Some residents in Kabul said that they have just seven to eight hours of electricity each 24 hours.
“We have a lot of problems due to the shortage of power. When the clients see that the shop is dark, they don’t come in,” said Baseer Ahmad, a resident of Kabul.
“I call on the officials and Ministry of Energy and Water to pay attention to solve the issue of power if possible,” said Mohammad Qurban, a resident of Kabul.
This comes as the Da Afghanistan Breshna Sherkat (DABS) vowed that the volume of electricity being imported from Uzbekistan will increase in the winter to alleviate the shortages.
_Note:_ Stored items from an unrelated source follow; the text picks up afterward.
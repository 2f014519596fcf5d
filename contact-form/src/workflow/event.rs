use uuid::Uuid;

use crate::error::SubmissionError;
use crate::field::{FieldId, FieldValue};
use crate::record::Receipt;

/// Something that happened to the form.
#[derive(Debug, Clone, PartialEq, Eq)]
pub enum Event {
    /// A control's value changed.
    Input { field: FieldId, value: FieldValue },
    /// A control lost focus.
    Blur { field: FieldId },
    /// The consent control was ticked or unticked.
    Consent(bool),
    /// The user attempted to submit.
    Submit,
    /// The user accepted the confirmation summary.
    Confirm,
    /// The user dismissed the confirmation summary.
    Cancel,
    /// A dispatched submission completed.
    ///
    /// Only the controller that dispatched the record sends this; a
    /// completion for any record other than the one in flight is ignored.
    Settled {
        submission: Uuid,
        outcome: Result<Receipt, SubmissionError>,
    },
}

impl Event {
    pub fn input(field: impl Into<FieldId>, value: impl Into<FieldValue>) -> Self {
        Self::Input {
            field: field.into(),
            value: value.into(),
        }
    }

    pub fn settled(submission: Uuid, outcome: Result<Receipt, SubmissionError>) -> Self {
        Self::Settled {
            submission,
            outcome,
        }
    }

    pub fn blur(field: impl Into<FieldId>) -> Self {
        Self::Blur {
            field: field.into(),
        }
    }
}
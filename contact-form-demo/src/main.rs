//! Console host for the contact form.
//!
//! Reads one command per line from stdin and prints what the page would show:
//!
//! ```text
//! input <field> <value...>   type into a field
//! blur <field>               leave a field
//! consent on|off             tick or untick consent
//! submit | confirm | cancel
//! wait                       wait for the in-flight submission
//! show                       print the form
//! quit
//! ```

mod paths;

use std::fs::File;
use std::path::PathBuf;

use contact_form::prelude::*;
use log::{error, info};
use simplelog::{Config, LevelFilter, WriteLogger};
use tokio::io::{AsyncBufReadExt, BufReader};

fn init_logging() {
    let path = paths::start_session_log(&paths::log_dir());
    let log_file = File::create(&path).expect("Failed to create log file");
    WriteLogger::init(LevelFilter::Debug, Config::default(), log_file)
        .expect("Failed to initialize logger");
    info!("logging to {}", path.display());
}

fn load_config() -> FormConfig {
    let Some(path) = paths::resolve_config(std::env::args().nth(1).map(PathBuf::from)) else {
        return FormConfig::default();
    };

    match FormConfig::load(&path) {
        Ok(config) => {
            info!("loaded config from {}", path.display());
            config
        }
        Err(e) => {
            error!("{}: {}", path.display(), e);
            eprintln!("Ignoring config {}: {}", path.display(), e);
            FormConfig::default()
        }
    }
}

fn print_form(form: &Controller<PageView>) {
    let workflow = form.workflow();
    println!("── {} ({})", workflow.form_id(), workflow.stage());
    for field in workflow.fields() {
        let marker = if field.spec().required { "*" } else { " " };
        println!("  {}{:<8} {}", marker, field.id().as_str(), field.value());
    }
    let consent = if workflow.consent() { "x" } else { " " };
    println!("  [{}] {}", consent, workflow.consent_id());
    println!("{}", form.view());
}

#[tokio::main]
async fn main() {
    init_logging();

    let config = load_config();
    let backend = SimulatedBackend::new(config.submission_delay);
    let mut form = Controller::new(FormSpec::contact(), config, PageView::default(), backend);
    print_form(&form);

    let mut lines = BufReader::new(tokio::io::stdin()).lines();
    loop {
        let line = match lines.next_line().await {
            Ok(Some(line)) => line,
            Ok(None) => break,
            Err(e) => {
                eprintln!("Error: {}", e);
                break;
            }
        };

        let mut words = line.split_whitespace();
        match words.next() {
            Some("input") => match words.next() {
                Some(field) => {
                    let value = words.collect::<Vec<_>>().join(" ");
                    form.input(field, value);
                }
                None => eprintln!("usage: input <field> <value...>"),
            },
            Some("blur") => match words.next() {
                Some(field) => form.blur(field),
                None => eprintln!("usage: blur <field>"),
            },
            Some("consent") => match words.next() {
                Some("on") => form.set_consent(true),
                Some("off") => form.set_consent(false),
                _ => eprintln!("usage: consent on|off"),
            },
            Some("submit") => form.submit(),
            Some("confirm") => form.confirm(),
            Some("cancel") => form.cancel(),
            Some("wait") => {
                if form.settle().await.is_none() {
                    println!("nothing in flight");
                }
            }
            Some("show") => {}
            Some("quit") => break,
            Some(other) => {
                eprintln!("unknown command: {}", other);
                continue;
            }
            None => continue,
        }
        print_form(&form);
    }

    form.settle().await;
}
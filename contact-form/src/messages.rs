//! User-facing strings.
//!
//! Strings are opaque: the workflow picks one by key and never inspects it.
//! Defaults are Japanese; any subset can be overridden from JSON.

use serde::{Deserialize, Serialize};

use crate::error::{ConfigError, ValidationFailure};
use crate::record::SubmissionRecord;

/// Localized strings used by the form.
#[derive(Debug, Clone, PartialEq, Eq, Serialize, Deserialize)]
#[serde(default)]
pub struct Messages {
    pub required: String,
    pub malformed_email: String,
    pub consent_required: String,
    /// Submit control label while idle.
    pub submit_label: String,
    /// Submit control label while a submission is in flight.
    pub submitting_label: String,
    /// Confirmation summary template. `{field_id}` is replaced with that
    /// field's captured value.
    pub confirmation: String,
    pub success: String,
    pub failure: String,
}

impl Default for Messages {
    fn default() -> Self {
        Self {
            required: "この項目は必須です。".into(),
            malformed_email: "正しいメールアドレスを入力してください。".into(),
            consent_required: "個人情報の取り扱いに同意してください。".into(),
            submit_label: "送信する".into(),
            submitting_label: "送信中…".into(),
            confirmation: "以下の内容で送信します。よろしいですか？\nお名前: {name}\nメールアドレス: {email}".into(),
            success: "お問い合わせを受け付けました。\n通常2〜3営業日以内にご連絡いたします。\n数日経っても返信がない場合は、迷惑メールフォルダをご確認ください。".into(),
            failure: "送信に失敗しました。入力内容はそのまま残っていますので、時間をおいて再度お試しください。".into(),
        }
    }
}

impl Messages {
    /// Parse messages from JSON. Keys that are absent keep their defaults.
    pub fn from_json(json: &str) -> Result<Self, ConfigError> {
        Ok(serde_json::from_str(json)?)
    }

    /// The inline error text for a failure kind.
    pub fn for_failure(&self, failure: ValidationFailure) -> &str {
        match failure {
            ValidationFailure::MissingRequiredValue => &self.required,
            ValidationFailure::MalformedEmail => &self.malformed_email,
            ValidationFailure::ConsentNotGiven => &self.consent_required,
        }
    }

    /// Render the confirmation summary for a captured record.
    pub fn confirmation_summary(&self, record: &SubmissionRecord) -> String {
        render_template(&self.confirmation, |key| {
            record.value(key).map(|value| value.to_string())
        })
    }
}

/// Replace every `{key}` in `template` using `lookup`.
///
/// Unknown keys are left in place, braces included. A `{` without a closing
/// brace is copied verbatim.
pub fn render_template(template: &str, lookup: impl Fn(&str) -> Option<String>) -> String {
    let mut out = String::with_capacity(template.len());
    let mut rest = template;

    while let Some(open) = rest.find('{') {
        out.push_str(&rest[..open]);
        let after = &rest[open + 1..];
        match after.find('}') {
            Some(close) => {
                let key = &after[..close];
                match lookup(key) {
                    Some(value) => out.push_str(&value),
                    None => {
                        out.push('{');
                        out.push_str(key);
                        out.push('}');
                    }
                }
                rest = &after[close + 1..];
            }
            None => {
                out.push_str(&rest[open..]);
                rest = "";
            }
        }
    }
    out.push_str(rest);
    out
}
use log::{debug, info, warn};
use uuid::Uuid;

use super::{Effect, Event, Notice, Stage, SubmitControl};
use crate::error::{SubmissionError, ValidationFailure};
use crate::field::{FieldId, FieldState, FieldValue, FormSpec};
use crate::messages::Messages;
use crate::record::{Receipt, SubmissionRecord};
use crate::validation::{FieldError, ValidationResult, validate};

/// State of one form instance.
///
/// Construct one per form at page initialization and route every event for
/// that form through [`handle`](Self::handle).
#[derive(Debug, Clone)]
pub struct Workflow {
    form_id: String,
    fields: Vec<FieldState>,
    consent_id: FieldId,
    consent: bool,
    consent_error: bool,
    stage: Stage,
    messages: Messages,
}

impl Workflow {
    pub fn new(spec: FormSpec, messages: Messages) -> Self {
        Self {
            form_id: spec.id,
            fields: spec.fields.into_iter().map(FieldState::new).collect(),
            consent_id: spec.consent,
            consent: false,
            consent_error: false,
            stage: Stage::Idle,
            messages,
        }
    }

    // -------------------------------------------------------------------------
    // Read methods
    // -------------------------------------------------------------------------

    pub fn form_id(&self) -> &str {
        &self.form_id
    }

    pub fn stage(&self) -> &Stage {
        &self.stage
    }

    pub fn messages(&self) -> &Messages {
        &self.messages
    }

    pub fn fields(&self) -> &[FieldState] {
        &self.fields
    }

    pub fn field(&self, id: &str) -> Option<&FieldState> {
        self.fields.iter().find(|f| f.id().as_str() == id)
    }

    pub fn value(&self, id: &str) -> Option<&FieldValue> {
        self.field(id).map(FieldState::value)
    }

    pub fn consent_id(&self) -> &FieldId {
        &self.consent_id
    }

    pub fn consent(&self) -> bool {
        self.consent
    }

    pub fn is_idle(&self) -> bool {
        matches!(self.stage, Stage::Idle)
    }

    pub fn is_submitting(&self) -> bool {
        matches!(self.stage, Stage::Submitting(_))
    }

    /// The record awaiting confirmation or in flight.
    pub fn pending_record(&self) -> Option<&SubmissionRecord> {
        self.stage.record()
    }

    // -------------------------------------------------------------------------
    // Transitions
    // -------------------------------------------------------------------------

    /// Apply one event and return the effects the host must carry out, in order.
    pub fn handle(&mut self, event: Event) -> Vec<Effect> {
        let mut effects = Vec::new();
        match event {
            Event::Input { field, value } => self.on_input(&field, value, &mut effects),
            Event::Blur { field } => self.on_blur(&field, &mut effects),
            Event::Consent(checked) => self.on_consent(checked, &mut effects),
            Event::Submit => self.on_submit(&mut effects),
            Event::Confirm => self.on_confirm(&mut effects),
            Event::Cancel => self.on_cancel(&mut effects),
            Event::Settled {
                submission,
                outcome,
            } => self.on_settled(submission, outcome, &mut effects),
        }
        effects
    }

    fn on_input(&mut self, field: &FieldId, value: FieldValue, effects: &mut Vec<Effect>) {
        let Some(index) = self.index_of(field) else {
            warn!("{}: input for unknown field '{}'", self.form_id, field);
            return;
        };

        self.fields[index].set_value(value);

        // Untouched fields are not flagged while typing; only a field that is
        // already showing an error is re-checked.
        if self.fields[index].is_marked_invalid() {
            self.validate_field(index, effects);
        }
    }

    fn on_blur(&mut self, field: &FieldId, effects: &mut Vec<Effect>) {
        match self.index_of(field) {
            Some(index) => {
                self.validate_field(index, effects);
            }
            None if *field == self.consent_id => {}
            None => warn!("{}: blur for unknown field '{}'", self.form_id, field),
        }
    }

    fn on_consent(&mut self, checked: bool, effects: &mut Vec<Effect>) {
        self.consent = checked;
        if checked && self.consent_error {
            self.consent_error = false;
            effects.push(Effect::ClearError {
                field: self.consent_id.clone(),
            });
        }
    }

    fn on_submit(&mut self, effects: &mut Vec<Effect>) {
        match &self.stage {
            Stage::Idle => {}
            Stage::Submitting(record) => {
                debug!(
                    "{}: submission {} in flight, ignoring submit",
                    self.form_id, record.id
                );
                return;
            }
            other => {
                debug!("{}: ignoring submit while {}", self.form_id, other);
                return;
            }
        }

        self.enter(Stage::Validating);
        let result = self.validate_all(effects);
        if let Some(first) = result.first_error() {
            debug!(
                "{}: submit rejected, {} failing control(s), first '{}': {}",
                self.form_id,
                result.errors().len(),
                first.field,
                first.failure
            );
            self.enter(Stage::Idle);
            return;
        }

        self.await_confirmation(self.capture(), effects);
    }

    fn on_confirm(&mut self, effects: &mut Vec<Effect>) {
        let confirmed = match &self.stage {
            Stage::AwaitingConfirmation(record) => record.clone(),
            other => {
                debug!("{}: ignoring confirm while {}", self.form_id, other);
                return;
            }
        };

        // Values may have changed behind the confirmation; check again before
        // anything leaves the form.
        self.enter(Stage::Validating);
        let result = self.validate_all(effects);
        if let Some(first) = result.first_error() {
            warn!(
                "{}: confirmation no longer valid, {} failing control(s), first '{}': {}",
                self.form_id,
                result.errors().len(),
                first.field,
                first.failure
            );
            effects.push(Effect::HideConfirmation);
            effects.push(Effect::SubmitControl(SubmitControl::resting(&self.messages)));
            self.enter(Stage::Idle);
            return;
        }

        // Only the values the user saw in the summary may be sent.
        let current = self.capture();
        if !current.same_contents(&confirmed) {
            debug!(
                "{}: values changed since {} was shown, asking again",
                self.form_id, confirmed.id
            );
            self.await_confirmation(current, effects);
            return;
        }

        info!("{}: dispatching submission {}", self.form_id, confirmed.id);
        effects.push(Effect::HideConfirmation);
        effects.push(Effect::SubmitControl(SubmitControl::busy(&self.messages)));
        effects.push(Effect::Dispatch(confirmed.clone()));
        self.enter(Stage::Submitting(confirmed));
    }

    fn on_cancel(&mut self, effects: &mut Vec<Effect>) {
        if !matches!(self.stage, Stage::AwaitingConfirmation(_)) {
            debug!("{}: ignoring cancel while {}", self.form_id, self.stage);
            return;
        }

        effects.push(Effect::HideConfirmation);
        effects.push(Effect::SubmitControl(SubmitControl::resting(&self.messages)));
        self.enter(Stage::Idle);
    }

    fn on_settled(
        &mut self,
        submission: Uuid,
        outcome: Result<Receipt, SubmissionError>,
        effects: &mut Vec<Effect>,
    ) {
        let in_flight = match &self.stage {
            Stage::Submitting(record) => record.id,
            other => {
                warn!(
                    "{}: completion for {} arrived while {}",
                    self.form_id, submission, other
                );
                return;
            }
        };

        let receipt_id = outcome.as_ref().ok().map(|r| r.submission_id);
        if submission != in_flight || receipt_id.is_some_and(|id| id != in_flight) {
            warn!(
                "{}: ignoring completion for {}, {} is in flight",
                self.form_id, submission, in_flight
            );
            return;
        }

        match outcome {
            Ok(receipt) => {
                info!(
                    "{}: submission {} accepted",
                    self.form_id, receipt.submission_id
                );
                self.enter(Stage::Success);
                effects.push(Effect::Notice(Notice::success(&self.messages.success)));
                effects.push(Effect::SubmitControl(SubmitControl::resting(&self.messages)));
                self.reset(effects);
                self.enter(Stage::Idle);
            }
            Err(error) => {
                warn!("{}: submission failed: {}", self.form_id, error);
                self.enter(Stage::Idle);
                effects.push(Effect::SubmitControl(SubmitControl::resting(&self.messages)));
                effects.push(Effect::Notice(Notice::error(&self.messages.failure)));
            }
        }
    }

    // -------------------------------------------------------------------------
    // Helpers
    // -------------------------------------------------------------------------

    fn enter(&mut self, next: Stage) {
        debug!("{}: {} -> {}", self.form_id, self.stage, next);
        self.stage = next;
    }

    fn index_of(&self, id: &FieldId) -> Option<usize> {
        self.fields.iter().position(|f| f.id() == id)
    }

    /// Validate one field, store the verdict and emit the matching effect.
    fn validate_field(&mut self, index: usize, effects: &mut Vec<Effect>) -> Option<FieldError> {
        let field = &mut self.fields[index];
        let verdict = validate(field.spec(), field.value(), &self.messages);
        let id = field.id().clone();

        let error = verdict.failure().map(|failure| FieldError {
            field: id.clone(),
            failure,
            message: verdict.message().to_string(),
        });

        effects.push(match &error {
            Some(error) => Effect::ShowError {
                field: id,
                message: error.message.clone(),
            },
            None => Effect::ClearError { field: id },
        });
        field.set_verdict(verdict);
        error
    }

    /// The full pass run on submit and again on confirm.
    fn validate_all(&mut self, effects: &mut Vec<Effect>) -> ValidationResult {
        let mut errors: Vec<FieldError> = (0..self.fields.len())
            .filter_map(|index| self.validate_field(index, effects))
            .collect();

        if self.consent {
            self.consent_error = false;
            effects.push(Effect::ClearError {
                field: self.consent_id.clone(),
            });
        } else {
            let message = self
                .messages
                .for_failure(ValidationFailure::ConsentNotGiven)
                .to_string();
            self.consent_error = true;
            effects.push(Effect::ShowError {
                field: self.consent_id.clone(),
                message: message.clone(),
            });
            errors.push(FieldError {
                field: self.consent_id.clone(),
                failure: ValidationFailure::ConsentNotGiven,
                message,
            });
        }

        ValidationResult::from_errors(errors)
    }

    /// Show the summary for `record` and hold the submit control until the
    /// user confirms or cancels.
    fn await_confirmation(&mut self, record: SubmissionRecord, effects: &mut Vec<Effect>) {
        effects.push(Effect::ShowConfirmation {
            summary: self.messages.confirmation_summary(&record),
        });
        effects.push(Effect::SubmitControl(SubmitControl::locked(&self.messages)));
        self.enter(Stage::AwaitingConfirmation(record));
    }

    fn capture(&self) -> SubmissionRecord {
        SubmissionRecord::capture(&self.form_id, &self.fields, self.consent)
    }

    /// Clear every value and every visible error.
    fn reset(&mut self, effects: &mut Vec<Effect>) {
        effects.push(Effect::ClearValues);
        for field in &mut self.fields {
            field.reset();
            effects.push(Effect::ClearError {
                field: field.id().clone(),
            });
        }
        self.consent = false;
        self.consent_error = false;
        effects.push(Effect::ClearError {
            field: self.consent_id.clone(),
        });
    }
}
“We have connected a line of Turkmenistan’s electricity to Kabul and also we widely use our domestic power,” said Hekmatullah Maiwandi, a spokesman for DABS.
The Afghan private sector is also suffering from a shortage of electricity in the country.
Those employees who were sent home due to a “cut in electricity in the factories, will be sent back to work,” said Mohammad Karim Azimi, head of the Kabul Chamber of Industry and Mines.
“DABS should bring reforms in its management and avoid the waste of power,” said Amanullah Ghalib, the former head of DABS.
Afghanistan imports around 80 percent of its electricity from neighboring countries, particularly Central Asian nations.
On Sunday, DABS announced that 50 percent of electricity in 13 provinces had been cut due to technical problems with imported power from Uzbekistan.